GitHub, Performance, and Crawlers (Oh My!)

GitHub

We are very pleased to announce that new and existing users can verify their accounts with their GitHub login as an alternative to using their SMS number.  Many thanks to all those Open Hubbites who contacted us to let us know their concerns and preferences surrounding SMS validation.  We would like to note that about 1/3 of the people who initially contacted us to say that they would not use their SMS number for validation changed their minds when they learned that we do not store their phone number and will never use it to contact them, but many others were simply uncomfortable, unwilling, or unable to use SMS to validate their account. Given the feedback we received, we are very pleased that the GitHub login arose as a clear alternative to the SMS validation.

We also adjusted the new account sign up workflow to ensure that, in addition to some authoritative validation such as SMS or GitHub, we are checking for a valid email address before allowing any edits to a users’ accounts.  We are very pleased that although some users continue to create accounts that violate our Terms of Use, the number of users who choose to do so is sufficiently small enough to enable us to review and address account violations promptly and efficiently.

Performance

On the performance front, we added more focused caching to the new UI code improving the People Index page response time from 18-60 seconds down to < 1 second, the Explore Projects page response time from over 100 seconds down to less than one, as well as all widget images cutting the response time in half to typically 1.5 seconds.

We continue to focus on improving our infrastructure.  Recently we upgraded our production database from PostgreSQL 9.2 to 9.4.  The upgrade process itself went ideally.  In less than an hour, we had redirected all traffic to a notification, cleaned up all executing jobs, performed the upgrade, and restored service to the site.

Unfortunately, within the next few days, it became clear that query performance had taken a significant nosedive.
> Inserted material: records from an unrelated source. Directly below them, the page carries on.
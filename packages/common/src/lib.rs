pub mod error;
pub mod filesystem;
pub mod presentation;
pub mod result;
pub mod visitor;

pub use error::*;
pub use filesystem::*;
pub use result::*;
pub use visitor::*;
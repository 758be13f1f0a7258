use crate::result::CommonResult;
use pagebuilder_document::Document;
use std::collections::HashMap;
use std::path::{Path, PathBuf};

/// File system abstraction for page files and testing
pub trait FileSystem {
    fn read_to_string(&self, path: &Path) -> Result<String, std::io::Error>;

    fn write(&mut self, path: &Path, contents: &str) -> Result<(), std::io::Error>;
}

/// Real file system implementation
pub struct RealFileSystem;

impl FileSystem for RealFileSystem {
    fn read_to_string(&self, path: &Path) -> Result<String, std::io::Error> {
        std::fs::read_to_string(path)
    }

    fn write(&mut self, path: &Path, contents: &str) -> Result<(), std::io::Error> {
        if let Some(parent) = path.parent() {
            std::fs::create_dir_all(parent)?;
        }
        std::fs::write(path, contents)
    }
}

/// In-memory file system for testing
pub struct MockFileSystem {
    pub files: HashMap<PathBuf, String>,
}

impl MockFileSystem {
    pub fn new() -> Self {
        Self {
            files: HashMap::new(),
        }
    }

    pub fn add_file(&mut self, path: PathBuf, contents: impl Into<String>) {
        self.files.insert(path, contents.into());
    }
}

impl Default for MockFileSystem {
    fn default() -> Self {
        Self::new()
    }
}

impl FileSystem for MockFileSystem {
    fn read_to_string(&self, path: &Path) -> Result<String, std::io::Error> {
        self.files.get(path).cloned().ok_or_else(|| {
            std::io::Error::new(std::io::ErrorKind::NotFound, path.display().to_string())
        })
    }

    fn write(&mut self, path: &Path, contents: &str) -> Result<(), std::io::Error> {
        self.files.insert(path.to_path_buf(), contents.to_string());
        Ok(())
    }
}

/// Read a page file (the JSON form of a [`Document`])
pub fn load_document(fs: &dyn FileSystem, path: &Path) -> CommonResult<Document> {
    let source = fs.read_to_string(path)?;
    Ok(Document::from_json(&source)?)
}

pub fn save_document(fs: &mut dyn FileSystem, path: &Path, doc: &Document) -> CommonResult<()> {
    let json = doc.to_json_pretty()?;
    fs.write(path, &json)?;
    Ok(())
}
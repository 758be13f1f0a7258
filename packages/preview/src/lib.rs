//! Live preview: renders a page document to a virtual DOM whose block
//! elements carry the id of the block they came from.

mod renderer;
pub mod vdom;

pub use renderer::{render_preview, PreviewOptions};
pub use vdom::{VNode, VirtualDomDocument};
The pg_upgrade tool performs a series of table analyze steps, which helps to rebuild table metadata, but given the size of a number of our central tables, it did not sufficiently analyze the tables for optimal performance.  So we took a significant step for us and shut the site down again in the middle of the night in the middle of the weekend and performed “vacuum full” operations on these central tables. This dropped query times from the order of a minute and more back down to the order of fractions of a second, and brought the server response time down from minutes to 1-3 seconds. It’s important to note that lore has it that the database obtained with Ohloh when Black Duck acquired the site in 2010 has never been shut down for “vacuum full” on any table, so this was a pretty big deal. There was much quiet rejoicing.  Engineering Dances of Victory (EDoV).

For those gentle readers who do not speak database geek, the “vacuum full” operation builds a new set of mappings of the data in a table so that the query planner can more accurately estimate the best way to get the requested data from the table.  It’s very important and can be very challenging to do on a regular basis especially in a significant production environment with very large tables; which, ahem, we have.

The restoration of server performance to the current target of under 1.2 seconds is a good thing.  This gives us confidence that we have successfully addressed the significant performance problems since deploying the new Ohloh UI, schema and database upgrades, and updates to our crawlers.  With the new, clean code-base of the new UI now responding reliably, we will focus more on addressing the other long pole in our performance tent: the crawlers and analytics processing.

Crawlers

We’ve talked about the crawlers over the past year or so.  In New UI, New Account Creation Mechanism, Project Updates we talked about what happened when we catastrophically lost one of the crawlers.  In Progress report: Catching up on outdated analyses we also talked about some of the complexity of balancing the database configuration for optimal website and crawler usage. The bottom line is that the crawlers are a risk to the website.  So, we’ve been planning and working on how we’re going to address this problem.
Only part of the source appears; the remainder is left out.